В 1936 году Дэвид с отличием окончил Гарвардский университет, написав диплом о Фабианском социализме «Обнищание глазами фабианцев». «Я указывал на то, что традиционный европейский подход к бедности был основан на христианской концепции покаяния за грехи подаянием милостыни, — разъясняет Дэвид в мемуарах. — Акцент делался на преимущества, получаемые в загробной жизни дарителями, а не на выполнение социальных обязательств перед людьми, нуждающимися в этом. Фабианские социалисты под руководством Сидни Уэбба и его жены Беатрис придерживались противоположной точки зрения. Они рассматривали обеспечение минимального уровня жизни для каждого как фундаментальное право всех граждан и неотъемлемую обязанность государства». По совету Маккензи Кинга Дэвид остался в Гарварде ещё на год, чтобы изучать экономику. В конце 1937-го ему предстояло уехать в Англию, в Лондонскую школу экономики. А в конце мая грянула новость: дед умер.
Джон Д. до последнего дня сохранял ясный ум: играл на бирже, шутил с миссис Эванс. 22 мая выкупил закладную на здание баптистской церкви на Евклид-авеню. Вечером того же дня с ним случился сердечный приступ, и в четыре часа утра он впал в кому. Джон Д. Рокфеллер умер во сне, не дожив полутора месяцев до своего 98-летия.

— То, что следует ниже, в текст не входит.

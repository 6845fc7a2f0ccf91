//! Item producer trees
//!
//! A tree stands for one partition range of the query. It starts with a single
//! [`ItemProducer`] and grows one producer per child range when the backend reports the
//! range as split, so the merge never notices topology changes.

use crate::producer::{FetchStats, ItemProducer, QueryRow};
use query_core::{
    compare_sort_keys, CancellationToken, DocumentContainer, OrderByColumn, PartitionKeyRange,
    QueryError, Result, RoutingMapProvider, RowId, SortOrder, Value,
};
use std::cmp::Ordering;
use std::sync::Arc;

/// Where a reopened range resumes: the first row at or past this marker that was not
/// already emitted
#[derive(Debug, Clone, PartialEq)]
pub struct ResumePosition {
    pub key: Vec<Value>,
    pub rid: RowId,
    /// Rows equal to the marker still to be skipped
    pub remaining_skip: usize,
    /// Token the position came from, for diagnostics
    pub token: String,
}

#[derive(Debug, Clone, Copy, PartialEq, Eq)]
enum SeekStep {
    Skip,
    Stop,
}

impl ResumePosition {
    fn step(&mut self, columns: &[OrderByColumn], row: &QueryRow) -> Result<SeekStep> {
        match compare_sort_keys(columns, &self.key, &row.sort_key) {
            Ordering::Less => return Ok(SeekStep::Stop),
            Ordering::Greater => return Ok(SeekStep::Skip),
            Ordering::Equal => {}
        }

        let rid = RowId::parse(&row.rid).ok_or_else(|| {
            QueryError::malformed_continuation(
                format!("row id {} of the resumed range cannot be parsed", row.rid),
                &self.token,
            )
        })?;
        if !self.rid.same_collection(&rid) {
            return Err(QueryError::malformed_continuation(
                format!(
                    "row id {} belongs to a different collection than {}",
                    rid, self.rid
                ),
                &self.token,
            ));
        }

        // row ids tie-break in the direction of the first sort column
        let order = columns
            .first()
            .map(|column| column.order)
            .unwrap_or(SortOrder::Ascending);
        match order.apply(self.rid.document.cmp(&rid.document)) {
            Ordering::Less => Ok(SeekStep::Stop),
            Ordering::Greater => Ok(SeekStep::Skip),
            Ordering::Equal if self.remaining_skip > 0 => {
                self.remaining_skip -= 1;
                Ok(SeekStep::Skip)
            }
            Ordering::Equal => Ok(SeekStep::Stop),
        }
    }
}

/// One or more producers over a (possibly split) partition range
#[derive(Debug, Clone)]
pub struct ItemProducerTree {
    producers: Vec<ItemProducer>,
    columns: Arc<[OrderByColumn]>,
    resume: Option<ResumePosition>,
}

impl ItemProducerTree {
    pub fn new(producer: ItemProducer, columns: Arc<[OrderByColumn]>) -> Self {
        Self {
            producers: vec![producer],
            columns,
            resume: None,
        }
    }

    /// Walk forward to `position` once the first page arrives
    pub fn with_resume(mut self, position: ResumePosition) -> Self {
        self.resume = Some(position);
        self
    }

    pub fn producers(&self) -> &[ItemProducer] {
        &self.producers
    }

    pub fn resume_position(&self) -> Option<&ResumePosition> {
        self.resume.as_ref()
    }

    /// Range of the producer holding the current item, else of the first producer
    pub fn range(&self) -> Option<&PartitionKeyRange> {
        self.current_producer()
            .or_else(|| self.producers.first())
            .map(ItemProducer::range)
    }

    fn current_index(&self) -> Option<usize> {
        let mut best: Option<(usize, &QueryRow)> = None;
        for (index, producer) in self.producers.iter().enumerate() {
            let Some(row) = producer.current() else {
                continue;
            };
            let better = match best {
                None => true,
                Some((best_index, best_row)) => {
                    compare_sort_keys(&self.columns, &row.sort_key, &best_row.sort_key)
                        .then_with(|| {
                            producer
                                .range()
                                .cmp_by_min(self.producers[best_index].range())
                        })
                        == Ordering::Less
                }
            };
            if better {
                best = Some((index, row));
            }
        }
        best.map(|(index, _)| index)
    }

    pub fn current_producer(&self) -> Option<&ItemProducer> {
        self.current_index().map(|index| &self.producers[index])
    }

    /// Smallest head item across the tree's producers
    pub fn current(&self) -> Option<&QueryRow> {
        self.current_producer().and_then(ItemProducer::current)
    }

    /// Some producer must fetch before the tree's current item is known
    pub fn needs_fetch(&self) -> bool {
        self.producers.iter().any(ItemProducer::needs_fetch)
    }

    pub fn is_exhausted(&self) -> bool {
        self.producers.iter().all(ItemProducer::is_exhausted)
    }

    /// Advance past the current item; false when a fetch is needed or nothing is left
    pub fn move_next(&mut self) -> bool {
        if let Some(index) = self.current_index() {
            self.producers[index].move_next_in_page();
        }
        !self.needs_fetch() && self.current().is_some()
    }

    /// Take the rest of the current producer's page in one step
    pub fn take_page_remainder(&mut self) -> Vec<QueryRow> {
        match self.current_index() {
            Some(index) => self.producers[index].take_page_remainder(),
            None => Vec::new(),
        }
    }

    /// Fetch a page for every producer that needs one.
    ///
    /// A producer whose range is gone is replaced by one producer per current range
    /// overlapping it, each resuming from the parent's token. Exhausted producers are
    /// dropped afterwards.
    pub async fn fetch_pending(
        &mut self,
        container: &dyn DocumentContainer,
        routing: &dyn RoutingMapProvider,
        cancellation: &CancellationToken,
    ) -> Result<FetchStats> {
        let mut stats = FetchStats::default();
        let mut index = 0;
        while index < self.producers.len() {
            if !self.producers[index].needs_fetch() {
                index += 1;
                continue;
            }
            match self.producers[index]
                .fetch_next_page(container, cancellation)
                .await
            {
                Ok(fetched) => {
                    stats.merge(fetched);
                    index += 1;
                }
                Err(QueryError::PartitionGone { range_id }) => {
                    let parent = self.producers[index].range().clone();
                    tracing::warn!("range {} is gone, resolving its replacements", parent);
                    let current = routing.overlapping_ranges(&parent).await?;
                    let children = self.producers[index].split(&current)?;
                    if children.len() == 1 && children[0].range() == &parent {
                        return Err(QueryError::ExecutionError(format!(
                            "range {} reported gone but is still current",
                            range_id
                        )));
                    }
                    tracing::info!(
                        "range {} continues as {} ranges",
                        parent,
                        children.len()
                    );
                    self.producers.splice(index..=index, children);
                }
                Err(err) => return Err(err),
            }
        }
        self.producers.retain(|producer| !producer.is_exhausted());
        Ok(stats)
    }

    /// Fetch, then walk every producer forward past the resume position, if any.
    ///
    /// On failure the position is kept so the next call continues the walk.
    pub async fn fetch_and_seek(
        &mut self,
        container: &dyn DocumentContainer,
        routing: &dyn RoutingMapProvider,
        cancellation: &CancellationToken,
    ) -> Result<FetchStats> {
        let Some(mut position) = self.resume.take() else {
            return self.fetch_pending(container, routing, cancellation).await;
        };
        let result = self
            .walk_forward(&mut position, container, routing, cancellation)
            .await;
        if result.is_err() {
            self.resume = Some(position);
        }
        result
    }

    async fn walk_forward(
        &mut self,
        position: &mut ResumePosition,
        container: &dyn DocumentContainer,
        routing: &dyn RoutingMapProvider,
        cancellation: &CancellationToken,
    ) -> Result<FetchStats> {
        let mut stats = FetchStats::default();
        let mut skipped = 0usize;
        loop {
            stats.merge(self.fetch_pending(container, routing, cancellation).await?);
            for producer in &mut self.producers {
                while let Some(row) = producer.current() {
                    match position.step(&self.columns, row)? {
                        SeekStep::Stop => break,
                        SeekStep::Skip => {
                            producer.move_next_in_page();
                            skipped += 1;
                        }
                    }
                }
            }
            if !self.needs_fetch() {
                break;
            }
        }
        self.producers.retain(|producer| !producer.is_exhausted());
        tracing::debug!(
            "resumed tree at {:?} after skipping {} rows",
            self.range().map(ToString::to_string),
            skipped
        );
        Ok(stats)
    }
}

impl PartialEq for ItemProducerTree {
    fn eq(&self, other: &Self) -> bool {
        self.cmp(other) == Ordering::Equal
    }
}

impl Eq for ItemProducerTree {}

impl PartialOrd for ItemProducerTree {
    fn partial_cmp(&self, other: &Self) -> Option<Ordering> {
        Some(self.cmp(other))
    }
}

impl Ord for ItemProducerTree {
    /// Priority order for a max-heap: the tree whose current item sorts first (sort key
    /// per column direction, then leftmost range) is the greatest
    fn cmp(&self, other: &Self) -> Ordering {
        match (self.current_producer(), other.current_producer()) {
            (Some(left), Some(right)) => {
                let (Some(left_row), Some(right_row)) = (left.current(), right.current()) else {
                    return Ordering::Equal;
                };
                compare_sort_keys(&self.columns, &left_row.sort_key, &right_row.sort_key)
                    .then_with(|| left.range().cmp_by_min(right.range()))
                    .reverse()
            }
            // trees without a current item drain last
            (Some(_), None) => Ordering::Greater,
            (None, Some(_)) => Ordering::Less,
            (None, None) => Ordering::Equal,
        }
    }
}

Весть о его смерти быстро облетела город; возле дома стали собираться толпы, в церкви звонили в колокол. После краткой похоронной церемонии в Ормонд-Бич, на которой присутствовали только слуги и друзья, гроб под охраной мотоциклиста доставили на вокзал, погрузили в частный вагон и отвезли в Покантико. На платформе в Тарритауне его встречал Джон-младший с пятью сыновьями в одинаковых костюмах. В Кайкате гремел орган; вокруг Покантико выставили военные кордоны, чтобы непримиримые враги покойного не могли нарушить прощальную церемонию. Служащие всех отделений «Стандард ойл» по всему миру почтили память основателя пятью минутами молчания. 27 мая тело Рокфеллера вернулось в Кливленд, чтобы занять приготовленное для него место — между матерью и женой. Из опасений, что вандалы могут осквернить могилу, её накрыли тяжёлой каменной плитой, которая выдержала бы и взрыв бомбы.
После его смерти осталось 26,4 миллиона долларов — Джон Д. всё-таки нашёл способ «не остаться без куска хлеба». Большая часть его капитала состояла из государственных казначейских билетов; из сентиментальности он также сохранил одну акцию «Стандард ойл Калифорния» с надписью «Сертификат № 1». 6 июня газета «Нью-Йорк тайме» опубликовала его завещание: отменив все прежние распоряжения, он перевёл 25 миллионов в трастовый фонд для своей внучки Маргарет де Куэвас и её детей. Другим внукам не перепало ничего — им пусть деньги завещают их родители.
Газета «Аргонавт» за 16 июня назвала Рокфеллера «величайшим филантропом в мире, создателем научной благотворительности». «Благодаря ему в мире стало лучше жить. Будь благословенна память о Гражданине Мира номер один», — сказал прокурор Сэмюэл Антермайер, который когда-то пытался выжать из Рокфеллера информацию в суде.
Джон-младший переехал жить в Кайкат. Он не отказался от довеска к своему имени: «Джон Д. Рокфеллер был только один».
Глава четвёртая
НАСЛЕДНИКИ
Лично я убеждён, что главная причина
экономических различий между людьми —
это личностные различия.
Никогда не торопись винить других,
обрати сначала внимание на самого себя
и на свои недостатки в отношениях с
другими людьми. Цени и понимай других
за их хорошие качества, а не за плохие.
В жаркий воскресный день 30 апреля 1939 года, ровно через 150 лет после инаугурации первого президента США Джорджа Вашингтона, в Нью-Йорке состоялось торжественное открытие Всемирной выставки, на котором присутствовали 206 тысяч человек. Речь Франклина Д. Рузвельта, переизбранного на второй срок, транслировали не только по радиоканалам, но и по телевидению — на чёрно-белых экранах двух сотен телеприёмников с кинескопом в 5—12 дюймов, установленных по всему городу. Эн-би-си (Национальная широковещательная компания) начала регулярные телепередачи в Нью-Йорке. Чтобы убедить скептиков, что это не фокус, один из телевизоров сделали с прозрачным корпусом, сквозь который было видно все детали. В павильоне Радиокорпорации Америки посетители могли увидеть себя на телеэкране. Тогда же первые телевизоры поступили в продажу в различные нью-йоркские магазины. После выступления Альберта Эйнштейна о космических лучах зажглись ярмарочные огни; ВИП-гости получили особые программки дня открытия, в которых имя каждого было набрано шрифтом Брайля.